Mário Pedrosa a laissé un héritage historique qui n'a pas perdu de sa pertinence

Cette année 2020 marque le 120e anniversaire de la naissance de Mário Pedrosa, militant socialiste et critique d'art brésilien qui, dans les années 1930, à São Paulo, a mené la résistance antifasciste dans des actes de rue et dans d'innombrables textes produits contre l'avancée fasciste. que nous cherchons à sauver ici. Le Brésil à cette époque était très différent, la bourgeoisie était divisée après le mouvement de 1930 et le régime politique restait instable. La crise économique après 1929 s'approfondit et les mobilisations sociales ouvrières s'intensifient. Un parti – Ação Integralista Brasileira – inspiré des mouvements fascistes européens a avancé et, bien que caricaturé dans ses gestes et médiocre dans ses manifestes et ses propositions, a menacé les organisations syndicales et les partis ouvriers, a gagné les sympathies de secteurs tels que la police, l'armée, les politiciens et les les classes sociales, la moyenne et la petite bourgeoisie.

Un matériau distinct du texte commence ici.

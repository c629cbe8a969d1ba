use std::fmt;
use std::str::FromStr;

use rand::seq::SliceRandom;
use rand::Rng;
use thiserror::Error;
use tracing::debug;
use types::{Placement, TimeSlot};

use crate::schedule::{Schedule, FREE_SLOT_ATTEMPTS};

#[derive(Debug, Error, PartialEq, Eq)]
pub enum MoveError {
    #[error("unknown move: {0}")]
    Unknown(String),
}

/// Neighbourhood moves of the local search, in the order neighbours are generated.
#[derive(Clone, Copy, Debug, PartialEq, Eq, Hash)]
pub enum MoveKind {
    SwitchTeachersSoftConflict,
    MoveCourseToFreeSlot,
    SwitchCoursesSameClassroom,
    MoveCourseToFreeSlotNoConflicts,
}

impl MoveKind {
    pub const ALL: [MoveKind; 4] = [
        MoveKind::SwitchTeachersSoftConflict,
        MoveKind::MoveCourseToFreeSlot,
        MoveKind::SwitchCoursesSameClassroom,
        MoveKind::MoveCourseToFreeSlotNoConflicts,
    ];

    pub fn name(self) -> &'static str {
        match self {
            MoveKind::SwitchTeachersSoftConflict => "switch_teachers_soft_conflict",
            MoveKind::MoveCourseToFreeSlot => "move_course_to_free_slot",
            MoveKind::SwitchCoursesSameClassroom => "switch_courses_same_classroom",
            MoveKind::MoveCourseToFreeSlotNoConflicts => "move_course_to_free_slot_no_conflicts",
        }
    }
}

impl fmt::Display for MoveKind {
    fn fmt(&self, f: &mut fmt::Formatter<'_>) -> fmt::Result {
        f.write_str(self.name())
    }
}

impl FromStr for MoveKind {
    type Err = MoveError;

    fn from_str(s: &str) -> Result<Self, Self::Err> {
        MoveKind::ALL
            .into_iter()
            .find(|m| m.name() == s)
            .ok_or_else(|| MoveError::Unknown(s.to_string()))
    }
}

impl Schedule {
    /// Relocates the first instance whose teacher has soft conflicts to a
    /// free preferred slot of the same classroom. Returns whether anything moved.
    pub fn move_course_to_free_slot<R: Rng>(&mut self, rng: &mut R) -> bool {
        for (course, placement) in self.assignment_instances() {
            let Some(teacher) = self.teacher(&placement.teacher) else {
                continue;
            };
            if !teacher.has_soft_conflicts() {
                continue;
            }
            let preferred = teacher.preferred_time_slots().to_vec();
            let Some(free) =
                self.find_free_time_slot(&placement.classroom, &preferred, FREE_SLOT_ATTEMPTS, rng)
            else {
                continue;
            };
            if !self
                .teacher(&placement.teacher)
                .is_some_and(|t| t.is_free_at_time(&free))
            {
                continue;
            }
            debug!(%course, from = %placement.slot, to = %free, "moving course to preferred slot");
            self.relocate(&course, &placement, free);
            return true;
        }
        false
    }

    /// First other instance held in `classroom` whose teacher prefers `future_slot`.
    pub fn find_course_that_moved_causes_no_conflicts(
        &self,
        classroom: &str,
        future_slot: &TimeSlot,
        exclude: (&str, &Placement),
    ) -> Option<(String, Placement)> {
        let room = self.classroom(classroom)?;
        self.assignment_instances().into_iter().find(|(course, p)| {
            (course.as_str(), p) != exclude
                && p.classroom == classroom
                && room.can_host_course(course)
                && self
                    .teacher(&p.teacher)
                    .is_some_and(|t| t.prefers(future_slot))
        })
    }

    /// Swaps the timeslots of two instances sharing a classroom when the
    /// partner's teacher prefers the slot it would receive.
    pub fn switch_courses_same_classroom(&mut self) -> bool {
        for (course, placement) in self.assignment_instances() {
            if !self
                .teacher(&placement.teacher)
                .is_some_and(|t| t.has_soft_conflicts())
            {
                continue;
            }
            let Some((other_course, other)) = self.find_course_that_moved_causes_no_conflicts(
                &placement.classroom,
                &placement.slot,
                (course.as_str(), &placement),
            ) else {
                continue;
            };

            debug!(
                %course, %other_course, a = %placement.slot, b = %other.slot,
                "swapping slots inside classroom {}", placement.classroom
            );
            self.relocate(&course, &placement, other.slot.clone());
            // Removal takes the earliest equal placement, so `other` is still the
            // original instance even if the first relocation produced its twin.
            self.relocate(&other_course, &other, placement.slot.clone());
            return true;
        }
        false
    }

    /// Moves one random instance to any free slot of its classroom, ignoring preferences.
    pub fn move_course_to_free_slot_no_conflicts<R: Rng>(&mut self, rng: &mut R) -> bool {
        let instances = self.assignment_instances();
        let Some((course, placement)) = instances.choose(rng) else {
            return false;
        };
        let universe = self.available_time_slots().to_vec();
        let Some(free) =
            self.find_free_time_slot(&placement.classroom, &universe, FREE_SLOT_ATTEMPTS, rng)
        else {
            return false;
        };
        debug!(%course, from = %placement.slot, to = %free, "moving course to free slot");
        self.relocate(course, placement, free);
        true
    }

    /// Rewrites the assignment map after two teachers trade one instance each:
    /// `first` moves from `teacher1` to `teacher2`, `second` the other way.
    /// Occupancy is the caller's job.
    pub fn switch_teachers_in_assignments(
        &mut self,
        teacher1: &str,
        teacher2: &str,
        first: (&TimeSlot, &str),
        second: (&TimeSlot, &str),
    ) {
        self.hand_over(first.1, first.0, teacher1, teacher2);
        self.hand_over(second.1, second.0, teacher2, teacher1);
    }

    fn hand_over(&mut self, course: &str, slot: &TimeSlot, from: &str, to: &str) {
        let Some(current) = self
            .placements_of(course)
            .iter()
            .find(|p| &p.slot == slot && p.teacher == from)
            .cloned()
        else {
            return;
        };
        self.remove_assignment(course, &current);
        self.push_assignment(
            course,
            Placement {
                teacher: to.to_string(),
                ..current
            },
        );
    }
}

Le jeune militant Mário Pedrosa, alors âgé de 33 ans, a agi en tant que dirigeant de la Ligue communiste internationaliste (LCI), une organisation qui faisait partie de la soi-disant Opposition internationale de gauche dirigée par Léon Trotsky et qui aspirait à réformer l'Internationale stalinisée III. L'opposition avait décidé et appliqué dans tous les pays une ligne directrice pour l'unité la plus large des organisations ouvrières pour arrêter l'avancée du fascisme. Au Brésil, Mário Pedrosa, à la tête du groupe acharné des militants LCI, a lancé un appel à toutes les organisations de São Paulo à s'unir et à former un front uni pour faire face aux premières actions des bandes intégristes. Au même moment, Pedrosa éditait également au Brésil le livre classique de Léon Trotsky dans lequel il analyse la montée du nazisme. Révolution et contre-révolution en Allemagne, qu'il traduit et présente.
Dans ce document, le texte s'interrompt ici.